- [SUPPLIED RECORDS]:
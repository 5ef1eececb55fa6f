//! Acquisition orchestrator: permission → storage → name → conflict →
//! transfer → integrity, with an optional hand-off to an external viewer.
//!
//! Each call walks the sequence exactly once; there is no retry loop and no
//! state shared between calls beyond the filesystem itself. Two concurrent
//! acquisitions targeting the same destination path race in the conflict
//! pre-check (TOCTOU) — an accepted limitation, documented in the
//! integration suite.

use std::path::PathBuf;
use std::sync::Arc;

use tracing::{debug, info, instrument, warn};

use crate::guard::{self, ConflictPrompt};
use crate::handoff::FileOpener;
use crate::naming;
use crate::storage::StorageSelector;
use crate::transfer::TransferClient;

use super::error::AcquireError;
use super::events::{AcquireEvent, Notifier};
use super::request::{AcquisitionRequest, ResolvedDestination};

/// Terminal outcome of a `download` call.
#[derive(Debug, Clone, PartialEq, Eq)]
pub enum Acquired {
    /// The file was transferred and verified at this path.
    Saved(PathBuf),
    /// The user declined to overwrite an existing file. Nothing was written.
    Cancelled,
}

/// Terminal outcome of a `download_and_open` call.
#[derive(Debug)]
pub enum Opened {
    /// The file was acquired and an external viewer took it.
    Viewer(PathBuf),
    /// The file was acquired but no compatible viewer could open it. The
    /// file remains on disk; this is distinct from a download failure.
    SavedWithoutViewer {
        /// Where the file was saved.
        path: PathBuf,
        /// Why the hand-off failed.
        error: crate::handoff::HandOffError,
    },
    /// The user declined to overwrite an existing file.
    Cancelled,
}

/// Public entry point of the acquisition service.
///
/// Owns the transfer client and storage selector, and holds the injected
/// ports: overwrite confirmation, external viewer hand-off, and the
/// fire-and-forget lifecycle notifier.
#[derive(Clone)]
pub struct Acquirer {
    transfer: TransferClient,
    storage: StorageSelector,
    prompt: Arc<dyn ConflictPrompt>,
    opener: Arc<dyn FileOpener>,
    notifier: Arc<dyn Notifier>,
}

impl std::fmt::Debug for Acquirer {
    fn fmt(&self, f: &mut std::fmt::Formatter<'_>) -> std::fmt::Result {
        f.debug_struct("Acquirer")
            .field("storage", &self.storage)
            .finish_non_exhaustive()
    }
}

impl Acquirer {
    #[must_use]
    pub fn new(
        transfer: TransferClient,
        storage: StorageSelector,
        prompt: Arc<dyn ConflictPrompt>,
        opener: Arc<dyn FileOpener>,
        notifier: Arc<dyn Notifier>,
    ) -> Self {
        Self {
            transfer,
            storage,
            prompt,
            opener,
            notifier,
        }
    }

    /// Acquires the requested document into local storage.
    ///
    /// Runs the full sequence: storage permission resolution, destination
    /// selection, filename derivation, overwrite-conflict gate, streaming
    /// transfer, and post-transfer integrity verification. Lifecycle events
    /// are emitted along the way.
    ///
    /// # Errors
    ///
    /// Returns [`AcquireError`] classified per failure; any partially
    /// written file is removed before the error returns. A declined
    /// overwrite is `Ok(Acquired::Cancelled)`, not an error.
    #[instrument(skip(self, request), fields(url = %request.source_url(), name = %request.display_name()))]
    pub async fn download(
        &self,
        request: &AcquisitionRequest,
    ) -> Result<Acquired, AcquireError> {
        match self.run(request).await {
            Ok(Acquired::Saved(path)) => {
                self.notifier
                    .notify(&AcquireEvent::Succeeded { path: path.clone() });
                Ok(Acquired::Saved(path))
            }
            Ok(Acquired::Cancelled) => {
                // Cancellation is silent from an error standpoint.
                info!("overwrite declined, download cancelled");
                self.notifier.notify(&AcquireEvent::Cancelled);
                Ok(Acquired::Cancelled)
            }
            Err(error) => {
                self.notifier.notify(&AcquireEvent::Failed {
                    message: error.user_message(),
                });
                Err(error)
            }
        }
    }

    /// Acquires the document into app-private storage and hands it to an
    /// external viewer.
    ///
    /// Private storage is forced regardless of the request's preference,
    /// and an explicit destination directory is ignored: private storage
    /// guarantees the viewer can be granted read access without further
    /// permission negotiation. A hand-off failure after a successful
    /// download is reported as [`Opened::SavedWithoutViewer`], never as a
    /// download error — the file is already safely on disk.
    ///
    /// # Errors
    ///
    /// Returns [`AcquireError`] only for failures of the download portion.
    #[instrument(skip(self, request), fields(url = %request.source_url()))]
    pub async fn download_and_open(
        &self,
        request: &AcquisitionRequest,
    ) -> Result<Opened, AcquireError> {
        let forced = request.forcing_private_storage();
        let path = match self.download(&forced).await? {
            Acquired::Saved(path) => path,
            Acquired::Cancelled => return Ok(Opened::Cancelled),
        };

        let mime = naming::mime_for_path(&path);
        match self.opener.open_file(&path, mime).await {
            Ok(()) => {
                info!(path = %path.display(), mime, "handed off to viewer");
                Ok(Opened::Viewer(path))
            }
            Err(error) => {
                warn!(path = %path.display(), %error, "hand-off failed, file kept");
                self.notifier
                    .notify(&AcquireEvent::HandOffUnavailable { path: path.clone() });
                Ok(Opened::SavedWithoutViewer { path, error })
            }
        }
    }

    /// The sequence proper. Event emission for terminal states lives in
    /// [`download`](Self::download) so every exit path notifies exactly once.
    async fn run(&self, request: &AcquisitionRequest) -> Result<Acquired, AcquireError> {
        let destination = self.resolve_destination(request).await?;

        // Conflict gate: the transfer never sees a path with a pre-existing
        // file unless the prompt explicitly confirmed replacement.
        if guard::existing_file(&destination.full_path).await {
            debug!(path = %destination.full_path.display(), "destination exists, prompting");
            if !self.prompt.confirm_overwrite(&destination.full_path).await {
                return Ok(Acquired::Cancelled);
            }
        }

        self.notifier.notify(&AcquireEvent::Started {
            url: request.source_url().to_string(),
            file_name: destination.file_name.clone(),
        });

        let notifier = Arc::clone(&self.notifier);
        let outcome = self
            .transfer
            .transfer(request.source_url(), &destination.full_path, move |fraction| {
                notifier.notify(&AcquireEvent::Progress { fraction });
            })
            .await?;

        let bytes_verified = guard::verify_complete(&outcome.path).await?;
        debug!(
            path = %outcome.path.display(),
            bytes = bytes_verified,
            private = destination.used_private_storage,
            "acquisition verified"
        );

        Ok(Acquired::Saved(outcome.path))
    }

    /// Resolves directory and filename for one request.
    async fn resolve_destination(
        &self,
        request: &AcquisitionRequest,
    ) -> Result<ResolvedDestination, AcquireError> {
        let resolved = self
            .storage
            .resolve_destination_dir(request.prefers_private_storage(), request.explicit_dir())
            .await?;
        if resolved.degraded {
            self.notifier.notify(&AcquireEvent::UsingPrivateStorage);
        }

        let file_name = naming::build_file_name(request.display_name(), request.source_url());
        let full_path = resolved.path.join(&file_name);
        Ok(ResolvedDestination {
            directory: resolved.path,
            file_name,
            full_path,
            used_private_storage: resolved.used_private,
        })
    }
}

- [EXERCISE REQUIREMENTS]: A reply that repeats all the data exactly is required.

- [ANSWER]:
repository 5ef1eececb55fa6f
//! Acquisition orchestrator: permission → storage → name → conflict →
//! transfer → integrity, with an optional hand-off to an external viewer.
//!
//! Each call walks the sequence exactly once; there is no retry loop and no
//! state shared between calls beyond the filesystem itself. Two concurrent
//! acquisitions targeting the same destination path race in the conflict
//! pre-check (TOCTOU) — an accepted limitation, documented in the
//! integration suite.

use std::path::PathBuf;
use std::sync::Arc;

use tracing::{debug, info, instrument, warn};

use crate::guard::{self, ConflictPrompt};
use crate::handoff::FileOpener;
use crate::naming;
use crate::storage::StorageSelector;
use crate::transfer::TransferClient;

use super::error::AcquireError;
use super::events::{AcquireEvent, Notifier};
use super::request::{AcquisitionRequest, ResolvedDestination};

/// Terminal outcome of a `download` call.
#[derive(Debug, Clone, PartialEq, Eq)]
pub enum Acquired {
    /// The file was transferred and verified at this path.
    Saved(PathBuf),
    /// The user declined to overwrite an existing file. Nothing was written.
    Cancelled,
}

/// Terminal outcome of a `download_and_open` call.
#[derive(Debug)]
pub enum Opened {
    /// The file was acquired and an external viewer took it.
    Viewer(PathBuf),
    /// The file was acquired but no compatible viewer could open it. The
    /// file remains on disk; this is distinct from a download failure.
    SavedWithoutViewer {
        /// Where the file was saved.
        path: PathBuf,
        /// Why the hand-off failed.
        error: crate::handoff::HandOffError,
    },
    /// The user declined to overwrite an existing file.
    Cancelled,
}

/// Public entry point of the acquisition service.
///
/// Owns the transfer client and storage selector, and holds the injected
/// ports: overwrite confirmation, external viewer hand-off, and the
/// fire-and-forget lifecycle notifier.
#[derive(Clone)]
pub struct Acquirer {
    transfer: TransferClient,
    storage: StorageSelector,
    prompt: Arc<dyn ConflictPrompt>,
    opener: Arc<dyn FileOpener>,
    notifier: Arc<dyn Notifier>,
}

impl std::fmt::Debug for Acquirer {
    fn fmt(&self, f: &mut std::fmt::Formatter<'_>) -> std::fmt::Result {
        f.debug_struct("Acquirer")
            .field("storage", &self.storage)
            .finish_non_exhaustive()
    }
}

impl Acquirer {
    #[must_use]
    pub fn new(
        transfer: TransferClient,
        storage: StorageSelector,
        prompt: Arc<dyn ConflictPrompt>,
        opener: Arc<dyn FileOpener>,
        notifier: Arc<dyn Notifier>,
    ) -> Self {
        Self {
            transfer,
            storage,
            prompt,
            opener,
            notifier,
        }
    }

    /// Acquires the requested document into local storage.
    ///
    /// Runs the full sequence: storage permission resolution, destination
    /// selection, filename derivation, overwrite-conflict gate, streaming
    /// transfer, and post-transfer integrity verification. Lifecycle events
    /// are emitted along the way.
    ///
    /// # Errors
    ///
    /// Returns [`AcquireError`] classified per failure; any partially
    /// written file is removed before the error returns. A declined
    /// overwrite is `Ok(Acquired::Cancelled)`, not an error.
    #[instrument(skip(self, request), fields(url = %request.source_url(), name = %request.display_name()))]
    pub async fn download(
        &self,
        request: &AcquisitionRequest,
    ) -> Result<Acquired, AcquireError> {
        match self.run(request).await {
            Ok(Acquired::Saved(path)) => {
                self.notifier
                    .notify(&AcquireEvent::Succeeded { path: path.clone() });
                Ok(Acquired::Saved(path))
            }
            Ok(Acquired::Cancelled) => {
                // Cancellation is silent from an error standpoint.
                info!("overwrite declined, download cancelled");
                self.notifier.notify(&AcquireEvent::Cancelled);
                Ok(Acquired::Cancelled)
            }
            Err(error) => {
                self.notifier.notify(&AcquireEvent::Failed {
                    message: error.user_message(),
                });
                Err(error)
            }
        }
    }

    /// Acquires the document into app-private storage and hands it to an
    /// external viewer.
    ///
    /// Private storage is forced regardless of the request's preference,
    /// and an explicit destination directory is ignored: private storage
    /// guarantees the viewer can be granted read access without further
    /// permission negotiation. A hand-off failure after a successful
    /// download is reported as [`Opened::SavedWithoutViewer`], never as a
    /// download error — the file is already safely on disk.
    ///
    /// # Errors
    ///
    /// Returns [`AcquireError`] only for failures of the download portion.
    #[instrument(skip(self, request), fields(url = %request.source_url()))]
    pub async fn download_and_open(
        &self,
        request: &AcquisitionRequest,
    ) -> Result<Opened, AcquireError> {
        let forced = request.forcing_private_storage();
        let path = match self.download(&forced).await? {
            Acquired::Saved(path) => path,
            Acquired::Cancelled => return Ok(Opened::Cancelled),
        };

        let mime = naming::mime_for_path(&path);
        match self.opener.open_file(&path, mime).await {
            Ok(()) => {
                info!(path = %path.display(), mime, "handed off to viewer");
                Ok(Opened::Viewer(path))
            }
            Err(error) => {
                warn!(path = %path.display(), %error, "hand-off failed, file kept");
                self.notifier
                    .notify(&AcquireEvent::HandOffUnavailable { path: path.clone() });
                Ok(Opened::SavedWithoutViewer { path, error })
            }
        }
    }

    /// The sequence proper. Event emission for terminal states lives in
    /// [`download`](Self::download) so every exit path notifies exactly once.
    async fn run(&self, request: &AcquisitionRequest) -> Result<Acquired, AcquireError> {
        let destination = self.resolve_destination(request).await?;

        // Conflict gate: the transfer never sees a path with a pre-existing
        // file unless the prompt explicitly confirmed replacement.
        if guard::existing_file(&destination.full_path).await {
            debug!(path = %destination.full_path.display(), "destination exists, prompting");
            if !self.prompt.confirm_overwrite(&destination.full_path).await {
                return Ok(Acquired::Cancelled);
            }
        }

        self.notifier.notify(&AcquireEvent::Started {
            url: request.source_url().to_string(),
            file_name: destination.file_name.clone(),
        });

        let notifier = Arc::clone(&self.notifier);
        let outcome = self
            .transfer
            .transfer(request.source_url(), &destination.full_path, move |fraction| {
                notifier.notify(&AcquireEvent::Progress { fraction });
            })
            .await?;

        let bytes_verified = guard::verify_complete(&outcome.path).await?;
        debug!(
            path = %outcome.path.display(),
            bytes = bytes_verified,
            private = destination.used_private_storage,
            "acquisition verified"
        );

        Ok(Acquired::Saved(outcome.path))
    }

    /// Resolves directory and filename for one request.
    async fn resolve_destination(
        &self,
        request: &AcquisitionRequest,
    ) -> Result<ResolvedDestination, AcquireError> {
        let resolved = self
            .storage
            .resolve_destination_dir(request.prefers_private_storage(), request.explicit_dir())
            .await?;
        if resolved.degraded {
            self.notifier.notify(&AcquireEvent::UsingPrivateStorage);
        }

        let file_name = naming::build_file_name(request.display_name(), request.source_url());
        let full_path = resolved.path.join(&file_name);
        Ok(ResolvedDestination {
            directory: resolved.path,
            file_name,
            full_path,
            used_private_storage: resolved.used_private,
        })
    }
}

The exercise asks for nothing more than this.